When applied in industrial control system (ICS) environments, Internet of Things (IoT) technologies result in the creation of cyber-physical systems — systems that combine advanced manufacturing technologies with advanced computing technologies to create better outcomes. These systems promise vastly improved operational efficiencies, but they’re not without security risks.

This digitized model drives smarter manufacturing operations. Industrial IoT equips machines and the humans who work with them to understand, reason and learn to drive operational improvements. But without adequate security, these systems become vulnerable to cyberattacks that can put the future of businesses and their entire ecosystems at risk.

What Are the Risks Associated With Industrial IoT Security?

To better understand industrial IoT (IIoT) security risks and implications, the IBM Institute for Business Value (IBV) partnered with Oxford Economics to survey 700 executives. These executives represent 700 companies in 18 countries from the energy and industrial sectors, of which 135 were automotive companies. These organizations are all deploying IIoT technologies and use ICS and/or SCADA systems in their operations.

The results of the study as they apply to the automotive industry are presented in a new report, “Automotive Industrial Internet of Things: Quick to Implement, Slow to Secure,” which discusses the level of IIoT technology adoption in the automotive industry and explores the cybersecurity risks associated with these technologies.

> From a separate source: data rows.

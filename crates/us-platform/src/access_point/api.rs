//! Access Points API

use std::sync::Arc;

use axum::{
    extract::{Path, State},
    http::StatusCode,
    Json,
};
use utoipa_axum::{router::OpenApiRouter, routes};

use crate::access_point::entity::{AccessPoint, AccessPointPayload};
use crate::access_point::service::AccessPointService;
use crate::shared::api_common::{parse_numeric_id, SuccessResponse};
use crate::shared::error::PlatformError;

#[derive(Clone)]
pub struct AccessPointsState {
    pub access_points: Arc<AccessPointService>,
}

/// List access points
#[utoipa::path(
    get,
    path = "/",
    tag = "access-points",
    operation_id = "getUsersAccessPoints",
    responses(
        (status = 200, description = "All access points", body = Vec<AccessPoint>)
    )
)]
pub async fn list_access_points(
    State(state): State<AccessPointsState>,
) -> Result<Json<Vec<AccessPoint>>, PlatformError> {
    Ok(Json(state.access_points.list().await?))
}

/// Get access point by id
#[utoipa::path(
    get,
    path = "/{id}",
    tag = "access-points",
    operation_id = "getUsersAccessPointsById",
    params(("id" = i64, Path, description = "Access point id")),
    responses(
        (status = 200, description = "Access point found", body = AccessPoint),
        (status = 404, description = "Access point not found")
    )
)]
pub async fn get_access_point(
    State(state): State<AccessPointsState>,
    Path(id): Path<String>,
) -> Result<Json<AccessPoint>, PlatformError> {
    let id = parse_numeric_id("Access point", &id)?;
    Ok(Json(state.access_points.get(id).await?))
}

/// Create access point
#[utoipa::path(
    post,
    path = "/",
    tag = "access-points",
    operation_id = "postUsersAccessPoints",
    request_body = AccessPointPayload,
    responses(
        (status = 201, description = "Access point created", body = AccessPoint),
        (status = 400, description = "Missing name or endpoint")
    )
)]
pub async fn create_access_point(
    State(state): State<AccessPointsState>,
    Json(payload): Json<AccessPointPayload>,
) -> Result<(StatusCode, Json<AccessPoint>), PlatformError> {
    let change = state.access_points.create(payload).await?;
    let access_point = change
        .after
        .ok_or_else(|| PlatformError::internal("Create produced no record"))?;
    Ok((StatusCode::CREATED, Json(access_point)))
}

/// Update access point
#[utoipa::path(
    put,
    path = "/{id}",
    tag = "access-points",
    operation_id = "putUsersAccessPointsById",
    params(("id" = i64, Path, description = "Access point id")),
    request_body = AccessPointPayload,
    responses(
        (status = 200, description = "Access point updated", body = AccessPoint),
        (status = 400, description = "Malformed id or missing field"),
        (status = 404, description = "Access point not found")
    )
)]
pub async fn update_access_point(
    State(state): State<AccessPointsState>,
    Path(id): Path<String>,
    Json(payload): Json<AccessPointPayload>,
) -> Result<Json<AccessPoint>, PlatformError> {
    let id = parse_numeric_id("Access point", &id)?;
    let change = state.access_points.update(id, payload).await?;
    let access_point = change
        .after
        .ok_or_else(|| PlatformError::internal("Update produced no record"))?;
    Ok(Json(access_point))
}

/// Delete access point
#[utoipa::path(
    delete,
    path = "/{id}",
    tag = "access-points",
    operation_id = "deleteUsersAccessPointsById",
    params(("id" = i64, Path, description = "Access point id")),
    responses(
        (status = 200, description = "Access point deleted", body = SuccessResponse),
        (status = 404, description = "Access point not found")
    )
)]
pub async fn delete_access_point(
    State(state): State<AccessPointsState>,
    Path(id): Path<String>,
) -> Result<Json<SuccessResponse>, PlatformError> {
    let id = parse_numeric_id("Access point", &id)?;
    state.access_points.delete(id).await?;
    Ok(Json(SuccessResponse::ok()))
}

pub fn access_points_router(state: AccessPointsState) -> OpenApiRouter {
    OpenApiRouter::new()
        .routes(routes!(list_access_points, create_access_point))
        .routes(routes!(get_access_point, update_access_point, delete_access_point))
        .with_state(state)
}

Automotive companies are embracing IIoT technologies, with machine and process automation as the primary applications. The executives of these auto companies understand the risks and potentially disastrous implications of a data breach for their critical business operations, yet they are deploying the technologies at a far faster rate than they are securing them. The IBV report partially attributed this to an apparent lack of clarity on the combination of security capabilities (processes, technologies and resources) required for secure IIoT adoption.

A Template for Secure Industrial IoT deployments

The report revealed that although organizations’ IIoT cybersecurity capabilities are not yet mature, there are a few top performers that have a much better grasp of the security requirements of their IIoT deployments — and connected industrial control systems in general — than other automotive companies. They differentiate from their peers in three areas:

  1. Protecting data throughout the IIoT ecosystem.
  2. Protecting devices throughout their life cycles, including keeping security systems up to date.
  3. Augmenting detection and response with automation and artificial intelligence (AI).

These top performers have achieved IIoT success by applying a risk- and compliance-based approach to security while focusing on nine specific practices:

  1. Applying user privacy controls to IIoT devices.
  2. Using authentication to verify users on IIoT devices.
  3. Defining clear service-level agreements SLAs for security and privacy.
  4. Inventorying all authorized and unauthorized software.
  5. Using devices with built-in diagnostics.
  6. Automating the scanning of connected devices.
  7. Securing device hardware and firmware.
  8. Using advanced behavioral analytics for breach detection and response.
  9. Using AI technology to enable real-time monitoring and response.

Other automotive companies can use this experience as a template for how to secure their current and future business from ever-evolving IIoT cybersecurity threats.

Where Should Automotive Companies Start?

The IBV report also shed light on the primary drivers of cybersecurity in the automotive industry and how those drivers align with spending. Companies can start improving their IIoT security posture by focusing on areas that are not well-aligned. By better matching spending with security priorities, automotive companies can invest their resources in cybersecurity initiatives that will deliver long-term benefits.

In addition, organizations need to understand the most vulnerable areas of their IIoT deployments — devices and sensors, according to 30 percent of original equipment manufacturer (OEMs) and 37 percent of suppliers — as well as the most significant IIoT risks to be mitigated, such as the exposure of sensitive data, which was cited by 72 percent of OEMs and 68 percent of suppliers. Focusing on these high-priority concerns will also help auto companies make strategic cybersecurity investments.

Aligning spending with cybersecurity needs and understanding the strategies of top performers can help you create an impactful plan for securing your IIoT investments. As manufacturing evolves and the IIoT becomes a more critical tool for gaining a competitive advantage, being strategic about IoT security can help you make the most of new technologies without inviting any new risks.